U.S. Senate candidate Pete Hoekstra of Michigan tells Newsmax that Mitt Romney “dodged a bullet” Tuesday night by squeaking out a narrow victory over Rick Santorum in his home state.
“It could have been very damaging to his campaign if he had not won in his home state,” Hoekstra said in an exclusive interview Tuesday night. “I think it was tougher for him than what he thought it was going to be but he dodged that bullet. I don’t think he’s the invincible candidate.”
Unlike many of the contests thus far in the hotly contested GOP nomination battle, a winner could not be projected in the Great Lakes State for more than an hour after the polls closed, with the former Massachusetts governor receiving 41 percent of the vote compared to 38 percent for the former Pennsylvania senator, with 82 percent of the vote counted.
Texas Rep. Ron Paul finished third with 12 percent and former House Speaker Newt Gingrich finished fourth with 7 percent of the vote.
Hoekstra, a Republican who was elected to the House in 1992, and served as chairman of the powerful Intelligence Committee, said the close primary battle in the state where Romney was born — and his father served as governor — takes some of the momentum out of the Romney campaign heading into next week’s Super Tuesday contests.
“Well I think it’s not going to give him a huge boost of momentum going into Super Tuesday but it’s a much better position for him to be in than if he had lost in Michigan today,” said Hoekstra, who did not endorse any of the candidates. “I think this clearly says the election this primary season is going to go on for another week, two weeks at least. It’s going to go through Super Tuesday. It will probably go through most of the month of March and it’s not over yet.”

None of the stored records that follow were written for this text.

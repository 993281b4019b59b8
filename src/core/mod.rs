//! Core data structures for modrules.
//!
//! This module contains the foundational types used throughout the crate:
//! - Platforms, target kinds and toolchain versions (the resolver inputs)
//! - Compile/link surface items (definitions, link inputs)
//! - The resolved configuration (the resolver output)

pub mod platform;
pub mod resolved;
pub mod surface;
pub mod target;
pub mod version;

pub use platform::{AndroidAbi, PlatformId};
pub use resolved::ResolvedConfig;
pub use surface::{Define, DefineSet, LibRef};
pub use target::TargetKind;
pub use version::{ToolchainVersion, VersionRange};
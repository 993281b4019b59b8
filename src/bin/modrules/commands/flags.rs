//! `modrules flags` command

use anyhow::Result;

use modrules::util::Config;

use super::Request;
use crate::cli::FlagsArgs;

pub fn execute(args: FlagsArgs, config: &Config) -> Result<()> {
    let request = Request::from_inputs(&args.inputs, config)?;
    let resolved = request.resolve()?;

    if !args.link {
        println!(
            "# Compile flags for `{}` ({} {}):",
            resolved.module, resolved.platform, resolved.target
        );
        for flag in resolved.compile_flags() {
            println!("  {}", flag);
        }
    }

    if !args.compile && !args.link {
        println!();
    }

    if !args.compile {
        println!(
            "# Link flags for `{}` ({} {}):",
            resolved.module, resolved.platform, resolved.target
        );
        for flag in resolved.link_flags() {
            println!("  {}", flag);
        }
        for package in resolved.engine_packages() {
            println!("  # engine package: {}", package);
        }
    }

    Ok(())
}
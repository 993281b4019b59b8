//! Diagnostics printed by the CLI.
//!
//! Resolution errors and skipped config files are reported with their
//! cause, the context that led to them and a suggested fix.

use std::fmt;
use std::path::PathBuf;

/// Suggestions shared across diagnostics.
pub mod suggestions {
    pub const LIST_PLATFORMS: &str = "Run `modrules platforms` to see platforms with rules";

    pub const LIST_TARGETS: &str = "Run `modrules targets` to see available targets";

    pub const REPORT_RULES: &str =
        "The rule tables are inconsistent; run `modrules matrix` to find every affected combination";

    pub const CHECK_CONFIG: &str = "Check `.modrules/config.toml` or pass `--config <file>`";
}

#[derive(Debug, Clone, Copy, PartialEq, Eq)]
pub enum Severity {
    /// The command failed
    Error,
    /// The command continues with a fallback
    Warning,
}

impl Severity {
    fn label(&self, color: bool) -> &'static str {
        match (self, color) {
            (Severity::Error, false) => "error",
            (Severity::Error, true) => "\x1b[1;31merror\x1b[0m",
            (Severity::Warning, false) => "warning",
            (Severity::Warning, true) => "\x1b[1;33mwarning\x1b[0m",
        }
    }
}

impl fmt::Display for Severity {
    fn fmt(&self, f: &mut fmt::Formatter<'_>) -> fmt::Result {
        f.pad(self.label(false))
    }
}

/// A message with its context and suggested fixes.
#[derive(Debug, Clone)]
pub struct Diagnostic {
    pub message: String,
    pub severity: Severity,
    pub context: Vec<String>,
    pub suggestions: Vec<String>,
    /// File the diagnostic is about, if any
    pub location: Option<PathBuf>,
}

impl Diagnostic {
    pub fn error(message: impl Into<String>) -> Self {
        Diagnostic::new(message, Severity::Error)
    }

    pub fn warning(message: impl Into<String>) -> Self {
        Diagnostic::new(message, Severity::Warning)
    }

    fn new(message: impl Into<String>, severity: Severity) -> Self {
        Diagnostic {
            message: message.into(),
            severity,
            context: Vec::new(),
            suggestions: Vec::new(),
            location: None,
        }
    }

    pub fn with_context(mut self, context: impl Into<String>) -> Self {
        self.context.push(context.into());
        self
    }

    pub fn with_suggestion(mut self, suggestion: impl Into<String>) -> Self {
        self.suggestions.push(suggestion.into());
        self
    }

    pub fn with_location(mut self, path: impl Into<PathBuf>) -> Self {
        self.location = Some(path.into());
        self
    }

    /// Render for the terminal, with ANSI colors when `color` is set.
    pub fn format(&self, color: bool) -> String {
        let mut lines = vec![format!("{}: {}", self.severity.label(color), self.message)];

        if let Some(path) = &self.location {
            lines.push(format!("  --> {}", path.display()));
        }
        lines.extend(self.context.iter().map(|ctx| format!("  = {}", ctx)));

        let help = if color { "\x1b[1;32mhelp\x1b[0m" } else { "help" };
        lines.extend(self.suggestions.iter().map(|s| format!("{}: {}", help, s)));

        let mut output = lines.join("\n");
        output.push('\n');
        output
    }
}

impl fmt::Display for Diagnostic {
    fn fmt(&self, f: &mut fmt::Formatter<'_>) -> fmt::Result {
        f.write_str(&self.format(false))
    }
}

/// Print a diagnostic to stderr.
pub fn emit(diagnostic: &Diagnostic, color: bool) {
    eprint!("{}", diagnostic.format(color));
}

#[cfg(test)]
mod tests {
    use super::*;

    #[test]
    fn test_error_layout() {
        let diag = Diagnostic::error("no build rules for platform `HTML5`")
            .with_context("the plugin ships no HTML5 binaries")
            .with_suggestion(suggestions::LIST_PLATFORMS);

        assert_eq!(
            diag.format(false),
            "error: no build rules for platform `HTML5`\n\
             \x20 = the plugin ships no HTML5 binaries\n\
             help: Run `modrules platforms` to see platforms with rules\n"
        );
    }

    #[test]
    fn test_warning_with_location() {
        let diag = Diagnostic::warning("config file ignored")
            .with_location("/proj/.modrules/config.toml")
            .with_suggestion(suggestions::CHECK_CONFIG);

        let output = diag.to_string();
        assert!(output.starts_with("warning: config file ignored\n  --> /proj/.modrules/config.toml\n"));
        assert!(output.ends_with("help: Check `.modrules/config.toml` or pass `--config <file>`\n"));
    }

    #[test]
    fn test_color_only_when_asked() {
        let diag = Diagnostic::error("boom").with_suggestion("retry");
        assert!(!diag.format(false).contains('\x1b'));
        assert!(diag.format(true).starts_with("\x1b[1;31merror"));
    }
}
//! Build rule resolution.
//!
//! Resolution applies, in order:
//!
//! 1. module base definitions and directories
//! 2. platform feature switches (RPC, compression, secure random, AES)
//! 3. Windows family markers
//! 4. per-platform third-party rules from the version-keyed table
//! 5. editor-only dependencies
//! 6. the private precompiled header, on toolchains that have the field
//!
//! Later steps override earlier definitions by name; list entries are
//! appended, duplicates dropped.

use std::path::{Path, PathBuf};

use tracing::debug;

use crate::core::platform::PlatformId;
use crate::core::resolved::ResolvedConfig;
use crate::core::surface::{Define, DefineSet, LibRef};
use crate::core::target::TargetKind;
use crate::core::version::ToolchainVersion;
use crate::rules::errors::ResolveError;
use crate::rules::features::FeatureSet;
use crate::rules::module::{ModuleId, EDITOR_MODULES};
use crate::rules::table::{self, LibEntry};

/// Default third-party root, relative to the plugin's source directory.
pub const DEFAULT_THIRD_PARTY_ROOT: &str = "../../ThirdParty";

const WINDOWS_MARKERS: [&str; 2] = ["FUNAPI_PLATFORM_WINDOWS", "FUNAPI_UE4_PLATFORM_WINDOWS"];

/// Resolves module rules against an injected third-party root.
#[derive(Debug, Clone)]
pub struct Resolver {
    third_party_root: PathBuf,
    module: ModuleId,
}

impl Default for Resolver {
    fn default() -> Self {
        Resolver::new(DEFAULT_THIRD_PARTY_ROOT)
    }
}

impl Resolver {
    /// Create a resolver for the SDK module.
    pub fn new(third_party_root: impl Into<PathBuf>) -> Self {
        Resolver {
            third_party_root: third_party_root.into(),
            module: ModuleId::Sdk,
        }
    }

    /// Select the module to resolve.
    pub fn module(mut self, module: ModuleId) -> Self {
        self.module = module;
        self
    }

    /// Resolve the module's configuration for one build.
    pub fn resolve(
        &self,
        platform: PlatformId,
        target: TargetKind,
        toolchain: ToolchainVersion,
    ) -> Result<ResolvedConfig, ResolveError> {
        if !table::has_rules(platform) {
            return Err(ResolveError::UnsupportedPlatform {
                platform: platform.to_string(),
            });
        }

        let rules = self.module.rules();
        if !self.module.supports(target) {
            return Err(ResolveError::InvalidTarget {
                target: target.to_string(),
                module: Some(rules.name.to_string()),
            });
        }

        debug!(
            "resolving {} for {} {} on toolchain {}",
            rules.name, platform, target, toolchain
        );

        let mut builder = ConfigBuilder::new(rules.name, platform, target, toolchain);

        builder.definitions.extend(
            rules
                .defines
                .iter()
                .map(|(name, value)| Define::key_value(*name, *value)),
        );
        for dir in rules.public_include_dirs {
            builder.public_include(PathBuf::from(dir));
        }
        for dir in rules.private_include_dirs {
            builder.private_include(PathBuf::from(dir));
        }
        builder.add_public_dependencies(rules.public_dependencies);
        builder.add_private_dependencies(rules.private_dependencies);
        for name in rules.dynamically_loaded {
            push_unique(&mut builder.dynamically_loaded, name.to_string());
        }

        if rules.platform_rules {
            self.apply_platform_rules(&mut builder);
        }

        if target.is_editor() {
            debug!("adding editor modules for {}", rules.name);
            builder.add_private_dependencies(EDITOR_MODULES);
            builder.private_include(PathBuf::from(rules.editor_include_dir));
        }

        if toolchain.supports_private_pch() {
            builder.private_pch = Some(PathBuf::from(rules.private_pch));
        }

        let config = builder.finish();
        config.validate()?;
        Ok(config)
    }

    fn apply_platform_rules(&self, builder: &mut ConfigBuilder) {
        let platform = builder.platform;
        let features = FeatureSet::for_platform(platform);
        debug!("{} features: {:?}", platform, features);

        builder.features = Some(features);
        builder.definitions.extend(features.definitions());

        if platform.is_windows() {
            for marker in WINDOWS_MARKERS {
                builder.define(Define::switch(marker, true));
            }
        }

        let include_root = self.third_party_root.join("include");
        let lib_root = self.third_party_root.join("lib");
        builder.public_include(include_root.clone());

        for rule in table::rules_for(platform, builder.toolchain) {
            debug!("applying {} rule for toolchain {}", rule.platform, rule.versions);

            builder.definitions.extend(
                rule.defines
                    .iter()
                    .map(|(name, value)| Define::key_value(*name, *value)),
            );
            for segment in rule.include_dirs {
                for expanded in table::expand_segment(segment, platform) {
                    builder.public_include(join_segment(&include_root, &expanded));
                }
            }
            for segment in rule.lib_dirs {
                for expanded in table::expand_segment(segment, platform) {
                    builder.library_dir(join_segment(&lib_root, &expanded));
                }
            }
            for lib in rule.libs {
                let lib = match lib {
                    LibEntry::File(file) => LibRef::path(join_segment(&lib_root, file)),
                    LibEntry::Named(name) => LibRef::named(*name),
                    LibEntry::Engine(name) => LibRef::engine(*name),
                };
                push_unique(&mut builder.libraries, lib);
            }
            builder.add_public_dependencies(rule.public_modules);
        }
    }
}

/// Resolve the SDK module with the given third-party root.
pub fn resolve(
    platform: PlatformId,
    target: TargetKind,
    toolchain: ToolchainVersion,
    third_party_root: impl Into<PathBuf>,
) -> Result<ResolvedConfig, ResolveError> {
    Resolver::new(third_party_root).resolve(platform, target, toolchain)
}

/// Join a `/`-separated segment onto a base path component by component.
fn join_segment(base: &Path, segment: &str) -> PathBuf {
    segment
        .split('/')
        .filter(|part| !part.is_empty())
        .fold(base.to_path_buf(), |path, part| path.join(part))
}

fn push_unique<T: PartialEq>(list: &mut Vec<T>, item: T) {
    if !list.contains(&item) {
        list.push(item);
    }
}

/// Accumulates rule output before it is frozen into a `ResolvedConfig`.
struct ConfigBuilder {
    module: &'static str,
    platform: PlatformId,
    target: TargetKind,
    toolchain: ToolchainVersion,
    features: Option<FeatureSet>,
    definitions: DefineSet,
    public_include_dirs: Vec<PathBuf>,
    private_include_dirs: Vec<PathBuf>,
    library_dirs: Vec<PathBuf>,
    libraries: Vec<LibRef>,
    public_dependencies: Vec<String>,
    private_dependencies: Vec<String>,
    dynamically_loaded: Vec<String>,
    private_pch: Option<PathBuf>,
}

impl ConfigBuilder {
    fn new(
        module: &'static str,
        platform: PlatformId,
        target: TargetKind,
        toolchain: ToolchainVersion,
    ) -> Self {
        ConfigBuilder {
            module,
            platform,
            target,
            toolchain,
            features: None,
            definitions: DefineSet::new(),
            public_include_dirs: Vec::new(),
            private_include_dirs: Vec::new(),
            library_dirs: Vec::new(),
            libraries: Vec::new(),
            public_dependencies: Vec::new(),
            private_dependencies: Vec::new(),
            dynamically_loaded: Vec::new(),
            private_pch: None,
        }
    }

    fn define(&mut self, define: Define) {
        self.definitions.set(define);
    }

    fn public_include(&mut self, dir: PathBuf) {
        push_unique(&mut self.public_include_dirs, dir);
    }

    fn private_include(&mut self, dir: PathBuf) {
        push_unique(&mut self.private_include_dirs, dir);
    }

    fn library_dir(&mut self, dir: PathBuf) {
        push_unique(&mut self.library_dirs, dir);
    }

    fn add_public_dependencies(&mut self, names: &[&str]) {
        for name in names {
            push_unique(&mut self.public_dependencies, name.to_string());
        }
    }

    fn add_private_dependencies(&mut self, names: &[&str]) {
        for name in names {
            if !self.public_dependencies.iter().any(|d| d == name) {
                push_unique(&mut self.private_dependencies, name.to_string());
            }
        }
    }

    fn finish(self) -> ResolvedConfig {
        ResolvedConfig {
            module: self.module.to_string(),
            platform: self.platform,
            target: self.target,
            toolchain: self.toolchain,
            features: self.features,
            definitions: self.definitions,
            public_include_dirs: self.public_include_dirs,
            private_include_dirs: self.private_include_dirs,
            library_dirs: self.library_dirs,
            libraries: self.libraries,
            public_dependencies: self.public_dependencies,
            private_dependencies: self.private_dependencies,
            dynamically_loaded: self.dynamically_loaded,
            private_pch: self.private_pch,
        }
    }
}

#[cfg(test)]
mod tests {
    use super::*;
    use crate::rules::features::{HAVE_AES128, HAVE_RPC, HAVE_SODIUM, HAVE_ZSTD};

    fn v(major: u64, minor: u64) -> ToolchainVersion {
        ToolchainVersion::new(major, minor)
    }

    fn sdk(platform: PlatformId, target: TargetKind, version: ToolchainVersion) -> ResolvedConfig {
        Resolver::new("/tp").resolve(platform, target, version).unwrap()
    }

    #[test]
    fn test_win64_game_416() {
        let config = sdk(PlatformId::Win64, TargetKind::Game, v(4, 16));
        let defs = &config.definitions;
        assert!(defs.is_enabled("FUNAPI_PLATFORM_WINDOWS"));
        assert!(defs.is_enabled("FUNAPI_UE4_PLATFORM_WINDOWS"));
        assert!(defs.is_enabled(HAVE_RPC));
        assert!(defs.is_enabled(HAVE_AES128));
        assert!(defs.is_enabled(HAVE_SODIUM));
        assert!(defs.is_enabled("CURL_STATICLIB"));

        for lib in ["libeay32.lib", "libcurl_a.lib", "libsodium.lib", "websockets_static.lib"] {
            assert!(config.links_file(lib), "missing {}", lib);
        }
        assert!(config
            .library_dirs
            .contains(&PathBuf::from("/tp/lib/Windows/x64/VS2015")));
        assert!(!config.module_dependencies().contains("UnrealEd"));
        assert!(config.private_pch.is_none());
    }

    #[test]
    fn test_win64_tls_variant_by_toolchain() {
        let old = sdk(PlatformId::Win64, TargetKind::Game, v(4, 15));
        assert!(old
            .library_dirs
            .contains(&PathBuf::from("/tp/lib/Windows/x64/VS2013")));

        let new = sdk(PlatformId::Win64, TargetKind::Game, v(4, 22));
        assert!(!new.links_file("libeay32.lib"));
        assert_eq!(new.engine_packages(), vec!["OpenSSL"]);
    }

    #[test]
    fn test_linux_game_424() {
        let config = sdk(PlatformId::Linux, TargetKind::Game, v(4, 24));
        for name in [HAVE_ZSTD, HAVE_SODIUM, HAVE_AES128] {
            assert!(!config.definitions.is_enabled(name), "{} enabled", name);
        }
        assert_eq!(
            config.engine_packages(),
            vec!["OpenSSL", "libWebSockets", "libcurl"]
        );
        assert!(config.library_dirs.is_empty());
        assert!(config.definitions.is_enabled("FUNAPI_UE4_PLATFORM_LINUX"));
    }

    #[test]
    fn test_android_dirs_per_abi() {
        let config = sdk(PlatformId::Android, TargetKind::Game, v(4, 21));
        assert_eq!(
            config.library_dirs,
            vec![
                PathBuf::from("/tp/lib/Android/ARMv7"),
                PathBuf::from("/tp/lib/Android/ARM64"),
            ]
        );
        assert!(config.libraries.contains(&LibRef::named("sodium")));
        assert!(!config.definitions.is_enabled(HAVE_AES128));
        assert!(config.definitions.is_enabled(HAVE_ZSTD));
    }

    #[test]
    fn test_ps4_has_no_rpc_and_uses_engine_websockets() {
        let config = sdk(PlatformId::PS4, TargetKind::Game, v(4, 21));
        assert_eq!(config.definitions.value(HAVE_RPC), Some("0"));
        assert!(config.public_dependencies.contains(&"WebSockets".to_string()));
        assert_eq!(config.engine_packages(), vec!["OpenSSL", "libWebSockets"]);
    }

    #[test]
    fn test_editor_adds_modules_and_include() {
        let game = sdk(PlatformId::Mac, TargetKind::Game, v(4, 21));
        let editor = sdk(PlatformId::Mac, TargetKind::Editor, v(4, 21));

        let game_deps = game.module_dependencies();
        let editor_deps = editor.module_dependencies();
        assert!(editor_deps.is_superset(&game_deps));
        assert!(editor_deps.len() > game_deps.len());
        assert!(editor
            .private_include_dirs
            .contains(&PathBuf::from("Funapi/Editor")));
    }

    #[test]
    fn test_pch_gated_by_toolchain() {
        assert!(sdk(PlatformId::Mac, TargetKind::Game, v(4, 20)).private_pch.is_none());
        assert_eq!(
            sdk(PlatformId::Mac, TargetKind::Game, v(4, 21)).private_pch,
            Some(PathBuf::from("Funapi/Private/FunapiPrivatePCH.h"))
        );
    }

    #[test]
    fn test_unsupported_platform() {
        let err = Resolver::default()
            .resolve(PlatformId::HTML5, TargetKind::Game, v(4, 16))
            .unwrap_err();
        assert!(matches!(err, ResolveError::UnsupportedPlatform { .. }));
    }

    #[test]
    fn test_server_target_only_for_dedicated_server() {
        let err = Resolver::new("/tp")
            .resolve(PlatformId::Linux, TargetKind::Server, v(4, 21))
            .unwrap_err();
        assert!(matches!(err, ResolveError::InvalidTarget { module: Some(_), .. }));

        let config = Resolver::new("/tp")
            .module(ModuleId::DedicatedServer)
            .resolve(PlatformId::Linux, TargetKind::Server, v(4, 21))
            .unwrap();
        assert!(config.definitions.is_enabled("WITH_FUNAPIDEDICATEDSERVER"));
        assert!(config.features.is_none());
        assert!(config.libraries.is_empty());
        assert_eq!(
            config.private_pch,
            Some(PathBuf::from("Private/FunapiDedicatedServerPrivatePCH.h"))
        );
    }

    #[test]
    fn test_sample_game_private_dependencies() {
        let config = Resolver::default()
            .module(ModuleId::SampleGame)
            .resolve(PlatformId::Win64, TargetKind::Editor, v(4, 19))
            .unwrap();
        assert!(config.private_dependencies.contains(&"Funapi".to_string()));
        assert!(config.private_dependencies.contains(&"UnrealEd".to_string()));
        assert!(config.definitions.is_empty());
    }

    #[test]
    fn test_join_segment() {
        assert_eq!(
            join_segment(Path::new("/tp/lib"), "Windows/x64/VS2015"),
            PathBuf::from("/tp/lib/Windows/x64/VS2015")
        );
    }
}
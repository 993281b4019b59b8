//! Per-platform feature switches of the networking SDK.
//!
//! Each switch becomes a `FUNAPI_HAVE_<NAME>=0|1` definition. Switch values
//! depend on the platform only.

use serde::{Deserialize, Serialize};

use crate::core::platform::PlatformId;
use crate::core::surface::Define;

pub const HAVE_ZLIB: &str = "FUNAPI_HAVE_ZLIB";
pub const HAVE_DELAYED_ACK: &str = "FUNAPI_HAVE_DELAYED_ACK";
pub const HAVE_TCP_TLS: &str = "FUNAPI_HAVE_TCP_TLS";
pub const HAVE_WEBSOCKET: &str = "FUNAPI_HAVE_WEBSOCKET";
pub const HAVE_RPC: &str = "FUNAPI_HAVE_RPC";
pub const HAVE_ZSTD: &str = "FUNAPI_HAVE_ZSTD";
pub const HAVE_SODIUM: &str = "FUNAPI_HAVE_SODIUM";
pub const HAVE_AES128: &str = "FUNAPI_HAVE_AES128";

/// Capabilities available to the SDK on one platform.
#[derive(Debug, Clone, Copy, PartialEq, Eq, Serialize, Deserialize)]
pub struct FeatureSet {
    pub zlib: bool,
    pub delayed_ack: bool,
    pub tcp_tls: bool,
    pub websocket: bool,
    pub rpc: bool,
    /// zstd compression
    pub zstd: bool,
    /// libsodium secure random and ciphers
    pub sodium: bool,
    /// hardware-accelerated AES-128
    pub aes128: bool,
}

impl FeatureSet {
    /// Features shared by every platform, before platform rules.
    pub const BASE: FeatureSet = FeatureSet {
        zlib: true,
        delayed_ack: true,
        tcp_tls: true,
        websocket: true,
        rpc: true,
        zstd: true,
        sodium: true,
        aes128: true,
    };

    pub fn for_platform(platform: PlatformId) -> Self {
        let mut features = FeatureSet::BASE;

        features.rpc = platform != PlatformId::PS4;

        if platform == PlatformId::Linux {
            features.zstd = false;
            features.sodium = false;
            features.aes128 = false;
        } else {
            features.aes128 = platform != PlatformId::Android;
        }

        features
    }

    /// Definition name and value of every switch, in emission order.
    pub fn switches(&self) -> [(&'static str, bool); 8] {
        [
            (HAVE_ZLIB, self.zlib),
            (HAVE_DELAYED_ACK, self.delayed_ack),
            (HAVE_TCP_TLS, self.tcp_tls),
            (HAVE_WEBSOCKET, self.websocket),
            (HAVE_RPC, self.rpc),
            (HAVE_ZSTD, self.zstd),
            (HAVE_SODIUM, self.sodium),
            (HAVE_AES128, self.aes128),
        ]
    }

    pub fn definitions(&self) -> impl Iterator<Item = Define> {
        self.switches()
            .into_iter()
            .map(|(name, enabled)| Define::switch(name, enabled))
    }
}

#[cfg(test)]
mod tests {
    use super::*;

    #[test]
    fn test_linux_lacks_compression_and_crypto() {
        let f = FeatureSet::for_platform(PlatformId::Linux);
        assert!(!f.zstd && !f.sodium && !f.aes128);
        assert!(f.rpc && f.zlib && f.websocket);
    }

    #[test]
    fn test_android_lacks_hardware_aes_only() {
        let f = FeatureSet::for_platform(PlatformId::Android);
        assert!(!f.aes128);
        assert!(f.zstd && f.sodium);
    }

    #[test]
    fn test_rpc_everywhere_but_ps4() {
        for platform in PlatformId::ALL {
            assert_eq!(FeatureSet::for_platform(platform).rpc, platform != PlatformId::PS4);
        }
    }

    #[test]
    fn test_definitions_follow_switches() {
        let defs: Vec<String> = FeatureSet::for_platform(PlatformId::PS4)
            .definitions()
            .map(|d| d.to_string())
            .collect();
        assert_eq!(defs.len(), 8);
        assert!(defs.contains(&"FUNAPI_HAVE_RPC=0".to_string()));
        assert!(defs.contains(&"FUNAPI_HAVE_AES128=1".to_string()));
    }
}
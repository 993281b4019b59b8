//! Target rules of the sample project.

use serde::Serialize;

use crate::core::target::TargetKind;
use crate::rules::errors::ResolveError;
use crate::rules::module::ModuleId;

/// Name of the sample project; targets are named after it.
pub const PROJECT_NAME: &str = "funapi_plugin_ue4";

/// A buildable target and the modules it adds to the build.
#[derive(Debug, Clone, PartialEq, Eq, Serialize)]
pub struct TargetRules {
    pub name: String,
    pub kind: TargetKind,
    pub extra_modules: Vec<String>,
}

impl TargetRules {
    /// Target rules for a target kind.
    pub fn for_kind(kind: TargetKind) -> Result<Self, ResolveError> {
        match kind {
            TargetKind::Game | TargetKind::Editor | TargetKind::Server => Ok(TargetRules {
                name: format!("{}{}", PROJECT_NAME, kind.target_suffix()),
                kind,
                extra_modules: vec![ModuleId::SampleGame.name().to_string()],
            }),
            TargetKind::Client | TargetKind::Program => Err(ResolveError::InvalidTarget {
                target: kind.to_string(),
                module: None,
            }),
        }
    }

    /// Every target the project defines.
    pub fn all() -> Vec<TargetRules> {
        TargetKind::ALL
            .into_iter()
            .filter_map(|kind| TargetRules::for_kind(kind).ok())
            .collect()
    }
}

#[cfg(test)]
mod tests {
    use super::*;

    #[test]
    fn test_target_names() {
        assert_eq!(TargetRules::for_kind(TargetKind::Game).unwrap().name, "funapi_plugin_ue4");
        assert_eq!(
            TargetRules::for_kind(TargetKind::Editor).unwrap().name,
            "funapi_plugin_ue4Editor"
        );
        assert_eq!(
            TargetRules::for_kind(TargetKind::Server).unwrap().name,
            "funapi_plugin_ue4Server"
        );
    }

    #[test]
    fn test_targets_build_sample_module() {
        for rules in TargetRules::all() {
            assert_eq!(rules.extra_modules, vec!["funapi_plugin_ue4"]);
        }
        assert_eq!(TargetRules::all().len(), 3);
    }

    #[test]
    fn test_program_target_rejected() {
        assert!(matches!(
            TargetRules::for_kind(TargetKind::Program),
            Err(ResolveError::InvalidTarget { .. })
        ));
    }
}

The challenge for Romney will be proving he can now win in the Southern states.
“He didn’t close the sale tonight. He’s going to have to go in now and prove that he can compete in the Southern states and that he can win there,” Hoekstra explained.
While Romney picked up two significant wins Tuesday night — Michigan and Arizona — the other three candidates remain viable, according to Hoekstra.
“People have predicted that the race has been over before and one thing we know: They’ve all been wrong,” he explained. “The voters want to have their say. They’re committed to electing the person that they believe is conservative and can beat Barack Obama and that consensus has not jelled yet.”
He described Newt Gingrich’s apparent strategy of focusing his attention on the 10 states that vote on Super Tuesday as high risk.
“Clearly he has been out of the news for the last three weeks. And we’ll have to wait and see as to whether his strategy of focusing on Super Tuesday contests will work or not,” said Hoekstra. “If he wins Georgia and wins another two or three states on Super Tuesday, all of a sudden he is a viable candidate again.
“I think that it’s going to be hard for him to take the momentum away from Rick Santorum as being the anti-Romney or the alternative to Mitt but that’s the strategy that he embraced,” he continurd. “We’ll just have to see whether it works or not.”
Hoekstra does not believe Romney’s stand on the automotive bailout hurt him with Michigan voters, but his campaign could have done a better job at managing the issue.
“Republican primary voters indicated that they were not supportive of the bailout,” said Hoekstra. “I think the better argument on the bailout is to say the federal government should have provided a backstop for bankruptcy.”
He said the federal government made some “disastrous decisions” in terms of the bailout.
“We all agreed that they should have gone to bankruptcy. What happened is when the government — the federal government —ran it rather than the courts, they made some disastrous decisions in terms of implementing it, which Mitt could point out and say here’s why the Obama administration managing the bailout was bad,” Hoekstra said. “They put the union interests before shareholder interests. They shut down thousands of dealerships without due process and they ended up costing the government somewhere between $20 and $30 billion. And that’s why going through traditional bankruptcy might have been a better alternative than the process that we ultimately ended up going through.”
Hoekstra also said that he did not believe Santorum’s plea for votes from Democrats in the primary was a bad strategy.
“I don’t think Rick invited Democrats to come and vote for him just to create mischief in a Republican primary,” Hoekstra added, noting that Santorum was successful in attracting some Catholic pro-life voters and Reagan Democrats. “I think he was appealing to them with his message believing that he could get them in February and that he would be able to keep them if he was the nominee in November.”